§ Work item
Having read the listing below, repeat it exactly.
**** Material for this exercise
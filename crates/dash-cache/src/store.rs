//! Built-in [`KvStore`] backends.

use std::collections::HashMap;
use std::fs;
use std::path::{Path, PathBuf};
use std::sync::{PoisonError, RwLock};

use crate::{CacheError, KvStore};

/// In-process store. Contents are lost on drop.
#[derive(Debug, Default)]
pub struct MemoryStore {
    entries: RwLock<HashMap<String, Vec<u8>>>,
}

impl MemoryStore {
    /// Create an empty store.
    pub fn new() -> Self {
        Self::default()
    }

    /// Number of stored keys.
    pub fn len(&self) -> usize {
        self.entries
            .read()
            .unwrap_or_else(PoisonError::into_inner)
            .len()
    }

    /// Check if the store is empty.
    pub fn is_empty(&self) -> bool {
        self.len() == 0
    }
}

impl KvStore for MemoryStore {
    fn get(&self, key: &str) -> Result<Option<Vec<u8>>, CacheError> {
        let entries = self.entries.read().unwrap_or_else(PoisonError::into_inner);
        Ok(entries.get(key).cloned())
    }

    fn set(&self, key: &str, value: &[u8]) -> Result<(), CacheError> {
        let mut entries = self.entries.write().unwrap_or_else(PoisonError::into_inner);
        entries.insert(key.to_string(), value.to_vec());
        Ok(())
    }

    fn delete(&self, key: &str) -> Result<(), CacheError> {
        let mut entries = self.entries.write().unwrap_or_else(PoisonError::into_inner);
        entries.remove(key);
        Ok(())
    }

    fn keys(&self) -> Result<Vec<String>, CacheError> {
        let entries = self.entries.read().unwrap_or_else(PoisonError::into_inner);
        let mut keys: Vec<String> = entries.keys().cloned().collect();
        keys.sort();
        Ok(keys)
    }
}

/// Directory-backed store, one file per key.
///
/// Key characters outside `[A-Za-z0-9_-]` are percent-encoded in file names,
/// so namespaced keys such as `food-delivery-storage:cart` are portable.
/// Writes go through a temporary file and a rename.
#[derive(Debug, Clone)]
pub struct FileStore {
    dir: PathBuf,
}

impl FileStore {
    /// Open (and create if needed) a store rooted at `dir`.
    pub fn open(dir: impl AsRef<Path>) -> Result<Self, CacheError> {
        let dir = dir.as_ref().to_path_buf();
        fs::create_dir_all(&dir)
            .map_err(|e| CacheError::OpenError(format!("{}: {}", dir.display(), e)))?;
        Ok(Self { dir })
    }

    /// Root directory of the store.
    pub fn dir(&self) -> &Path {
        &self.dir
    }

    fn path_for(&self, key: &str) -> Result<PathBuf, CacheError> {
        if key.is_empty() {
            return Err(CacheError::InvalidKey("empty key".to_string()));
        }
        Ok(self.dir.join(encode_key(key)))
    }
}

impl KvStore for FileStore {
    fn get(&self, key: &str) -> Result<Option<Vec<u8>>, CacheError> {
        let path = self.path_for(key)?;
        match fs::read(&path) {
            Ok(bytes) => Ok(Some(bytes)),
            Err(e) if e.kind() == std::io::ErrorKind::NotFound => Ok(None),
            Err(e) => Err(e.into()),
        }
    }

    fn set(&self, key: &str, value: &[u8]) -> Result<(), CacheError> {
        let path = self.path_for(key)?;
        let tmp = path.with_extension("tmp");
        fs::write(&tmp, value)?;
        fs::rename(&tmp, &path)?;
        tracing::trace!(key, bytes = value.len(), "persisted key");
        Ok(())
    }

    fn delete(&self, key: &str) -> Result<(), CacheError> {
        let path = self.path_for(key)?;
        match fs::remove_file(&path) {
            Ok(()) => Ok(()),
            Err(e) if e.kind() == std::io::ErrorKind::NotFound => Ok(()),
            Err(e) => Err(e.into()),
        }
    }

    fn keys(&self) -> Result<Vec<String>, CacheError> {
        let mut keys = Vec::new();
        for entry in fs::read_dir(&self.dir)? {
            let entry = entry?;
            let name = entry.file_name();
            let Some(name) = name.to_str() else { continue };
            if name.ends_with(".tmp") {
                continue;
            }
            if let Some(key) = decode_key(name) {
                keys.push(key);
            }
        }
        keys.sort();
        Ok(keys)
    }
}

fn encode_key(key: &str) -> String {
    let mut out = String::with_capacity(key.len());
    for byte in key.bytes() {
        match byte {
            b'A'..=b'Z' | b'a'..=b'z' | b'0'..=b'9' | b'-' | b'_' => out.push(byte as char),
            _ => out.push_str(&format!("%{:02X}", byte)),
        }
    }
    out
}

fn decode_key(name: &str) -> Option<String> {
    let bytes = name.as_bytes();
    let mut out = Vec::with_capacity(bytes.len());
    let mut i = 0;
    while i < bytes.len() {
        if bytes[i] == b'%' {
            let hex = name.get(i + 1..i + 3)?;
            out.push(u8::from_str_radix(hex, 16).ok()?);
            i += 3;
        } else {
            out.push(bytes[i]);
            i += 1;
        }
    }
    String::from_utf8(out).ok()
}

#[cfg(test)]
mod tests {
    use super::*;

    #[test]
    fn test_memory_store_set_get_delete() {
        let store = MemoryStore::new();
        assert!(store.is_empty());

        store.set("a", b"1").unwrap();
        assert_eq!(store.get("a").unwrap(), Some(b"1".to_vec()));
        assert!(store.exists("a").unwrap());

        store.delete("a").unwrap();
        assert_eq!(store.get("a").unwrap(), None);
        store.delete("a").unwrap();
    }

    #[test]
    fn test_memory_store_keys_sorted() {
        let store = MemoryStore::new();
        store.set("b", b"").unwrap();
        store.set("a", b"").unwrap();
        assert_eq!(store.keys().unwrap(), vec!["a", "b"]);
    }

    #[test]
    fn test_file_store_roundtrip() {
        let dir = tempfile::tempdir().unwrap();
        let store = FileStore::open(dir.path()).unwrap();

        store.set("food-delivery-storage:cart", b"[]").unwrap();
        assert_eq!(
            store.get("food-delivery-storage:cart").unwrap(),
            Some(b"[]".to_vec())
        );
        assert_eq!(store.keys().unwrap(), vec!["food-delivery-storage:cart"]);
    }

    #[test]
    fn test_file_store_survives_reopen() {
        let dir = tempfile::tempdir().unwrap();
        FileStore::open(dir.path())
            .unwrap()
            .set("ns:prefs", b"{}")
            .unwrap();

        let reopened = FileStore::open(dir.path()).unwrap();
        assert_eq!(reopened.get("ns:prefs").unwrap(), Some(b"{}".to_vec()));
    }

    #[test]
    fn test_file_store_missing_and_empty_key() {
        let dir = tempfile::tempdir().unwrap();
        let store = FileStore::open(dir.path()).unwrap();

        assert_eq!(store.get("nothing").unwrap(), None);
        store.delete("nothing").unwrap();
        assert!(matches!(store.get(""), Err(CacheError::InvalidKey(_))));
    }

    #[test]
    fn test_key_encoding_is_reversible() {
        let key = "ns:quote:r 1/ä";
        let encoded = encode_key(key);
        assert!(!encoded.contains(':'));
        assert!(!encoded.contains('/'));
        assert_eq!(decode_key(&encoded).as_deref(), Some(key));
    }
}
********
§ Output for this task
filename crates/dash-cache/src/store.rs
//! Built-in [`KvStore`] backends.

use std::collections::HashMap;
use std::fs;
use std::path::{Path, PathBuf};
use std::sync::{PoisonError, RwLock};

use crate::{CacheError, KvStore};

/// In-process store. Contents are lost on drop.
#[derive(Debug, Default)]
pub struct MemoryStore {
    entries: RwLock<HashMap<String, Vec<u8>>>,
}

impl MemoryStore {
    /// Create an empty store.
    pub fn new() -> Self {
        Self::default()
    }

    /// Number of stored keys.
    pub fn len(&self) -> usize {
        self.entries
            .read()
            .unwrap_or_else(PoisonError::into_inner)
            .len()
    }

    /// Check if the store is empty.
    pub fn is_empty(&self) -> bool {
        self.len() == 0
    }
}

impl KvStore for MemoryStore {
    fn get(&self, key: &str) -> Result<Option<Vec<u8>>, CacheError> {
        let entries = self.entries.read().unwrap_or_else(PoisonError::into_inner);
        Ok(entries.get(key).cloned())
    }

    fn set(&self, key: &str, value: &[u8]) -> Result<(), CacheError> {
        let mut entries = self.entries.write().unwrap_or_else(PoisonError::into_inner);
        entries.insert(key.to_string(), value.to_vec());
        Ok(())
    }

    fn delete(&self, key: &str) -> Result<(), CacheError> {
        let mut entries = self.entries.write().unwrap_or_else(PoisonError::into_inner);
        entries.remove(key);
        Ok(())
    }

    fn keys(&self) -> Result<Vec<String>, CacheError> {
        let entries = self.entries.read().unwrap_or_else(PoisonError::into_inner);
        let mut keys: Vec<String> = entries.keys().cloned().collect();
        keys.sort();
        Ok(keys)
    }
}

/// Directory-backed store, one file per key.
///
/// Key characters outside `[A-Za-z0-9_-]` are percent-encoded in file names,
/// so namespaced keys such as `food-delivery-storage:cart` are portable.
/// Writes go through a temporary file and a rename.
#[derive(Debug, Clone)]
pub struct FileStore {
    dir: PathBuf,
}

impl FileStore {
    /// Open (and create if needed) a store rooted at `dir`.
    pub fn open(dir: impl AsRef<Path>) -> Result<Self, CacheError> {
        let dir = dir.as_ref().to_path_buf();
        fs::create_dir_all(&dir)
            .map_err(|e| CacheError::OpenError(format!("{}: {}", dir.display(), e)))?;
        Ok(Self { dir })
    }

    /// Root directory of the store.
    pub fn dir(&self) -> &Path {
        &self.dir
    }

    fn path_for(&self, key: &str) -> Result<PathBuf, CacheError> {
        if key.is_empty() {
            return Err(CacheError::InvalidKey("empty key".to_string()));
        }
        Ok(self.dir.join(encode_key(key)))
    }
}

impl KvStore for FileStore {
    fn get(&self, key: &str) -> Result<Option<Vec<u8>>, CacheError> {
        let path = self.path_for(key)?;
        match fs::read(&path) {
            Ok(bytes) => Ok(Some(bytes)),
            Err(e) if e.kind() == std::io::ErrorKind::NotFound => Ok(None),
            Err(e) => Err(e.into()),
        }
    }

    fn set(&self, key: &str, value: &[u8]) -> Result<(), CacheError> {
        let path = self.path_for(key)?;
        let tmp = path.with_extension("tmp");
        fs::write(&tmp, value)?;
        fs::rename(&tmp, &path)?;
        tracing::trace!(key, bytes = value.len(), "persisted key");
        Ok(())
    }

    fn delete(&self, key: &str) -> Result<(), CacheError> {
        let path = self.path_for(key)?;
        match fs::remove_file(&path) {
            Ok(()) => Ok(()),
            Err(e) if e.kind() == std::io::ErrorKind::NotFound => Ok(()),
            Err(e) => Err(e.into()),
        }
    }

    fn keys(&self) -> Result<Vec<String>, CacheError> {
        let mut keys = Vec::new();
        for entry in fs::read_dir(&self.dir)? {
            let entry = entry?;
            let name = entry.file_name();
            let Some(name) = name.to_str() else { continue };
            if name.ends_with(".tmp") {
                continue;
            }
            if let Some(key) = decode_key(name) {
                keys.push(key);
            }
        }
        keys.sort();
        Ok(keys)
    }
}

fn encode_key(key: &str) -> String {
    let mut out = String::with_capacity(key.len());
    for byte in key.bytes() {
        match byte {
            b'A'..=b'Z' | b'a'..=b'z' | b'0'..=b'9' | b'-' | b'_' => out.push(byte as char),
            _ => out.push_str(&format!("%{:02X}", byte)),
        }
    }
    out
}

fn decode_key(name: &str) -> Option<String> {
    let bytes = name.as_bytes();
    let mut out = Vec::with_capacity(bytes.len());
    let mut i = 0;
    while i < bytes.len() {
        if bytes[i] == b'%' {
            let hex = name.get(i + 1..i + 3)?;
            out.push(u8::from_str_radix(hex, 16).ok()?);
            i += 3;
        } else {
            out.push(bytes[i]);
            i += 1;
        }
    }
    String::from_utf8(out).ok()
}

#[cfg(test)]
mod tests {
    use super::*;

    #[test]
    fn test_memory_store_set_get_delete() {
        let store = MemoryStore::new();
        assert!(store.is_empty());

        store.set("a", b"1").unwrap();
        assert_eq!(store.get("a").unwrap(), Some(b"1".to_vec()));
        assert!(store.exists("a").unwrap());

        store.delete("a").unwrap();
        assert_eq!(store.get("a").unwrap(), None);
        store.delete("a").unwrap();
    }

    #[test]
    fn test_memory_store_keys_sorted() {
        let store = MemoryStore::new();
        store.set("b", b"").unwrap();
        store.set("a", b"").unwrap();
        assert_eq!(store.keys().unwrap(), vec!["a", "b"]);
    }

    #[test]
    fn test_file_store_roundtrip() {
        let dir = tempfile::tempdir().unwrap();
        let store = FileStore::open(dir.path()).unwrap();

        store.set("food-delivery-storage:cart", b"[]").unwrap();
        assert_eq!(
            store.get("food-delivery-storage:cart").unwrap(),
            Some(b"[]".to_vec())
        );
        assert_eq!(store.keys().unwrap(), vec!["food-delivery-storage:cart"]);
    }

    #[test]
    fn test_file_store_survives_reopen() {
        let dir = tempfile::tempdir().unwrap();
        FileStore::open(dir.path())
            .unwrap()
            .set("ns:prefs", b"{}")
            .unwrap();

        let reopened = FileStore::open(dir.path()).unwrap();
        assert_eq!(reopened.get("ns:prefs").unwrap(), Some(b"{}".to_vec()));
    }

    #[test]
    fn test_file_store_missing_and_empty_key() {
        let dir = tempfile::tempdir().unwrap();
        let store = FileStore::open(dir.path()).unwrap();

        assert_eq!(store.get("nothing").unwrap(), None);
        store.delete("nothing").unwrap();
        assert!(matches!(store.get(""), Err(CacheError::InvalidKey(_))));
    }

    #[test]
    fn test_key_encoding_is_reversible() {
        let key = "ns:quote:r 1/ä";
        let encoded = encode_key(key);
        assert!(!encoded.contains(':'));
        assert!(!encoded.contains('/'));
        assert_eq!(decode_key(&encoded).as_deref(), Some(key));
    }
}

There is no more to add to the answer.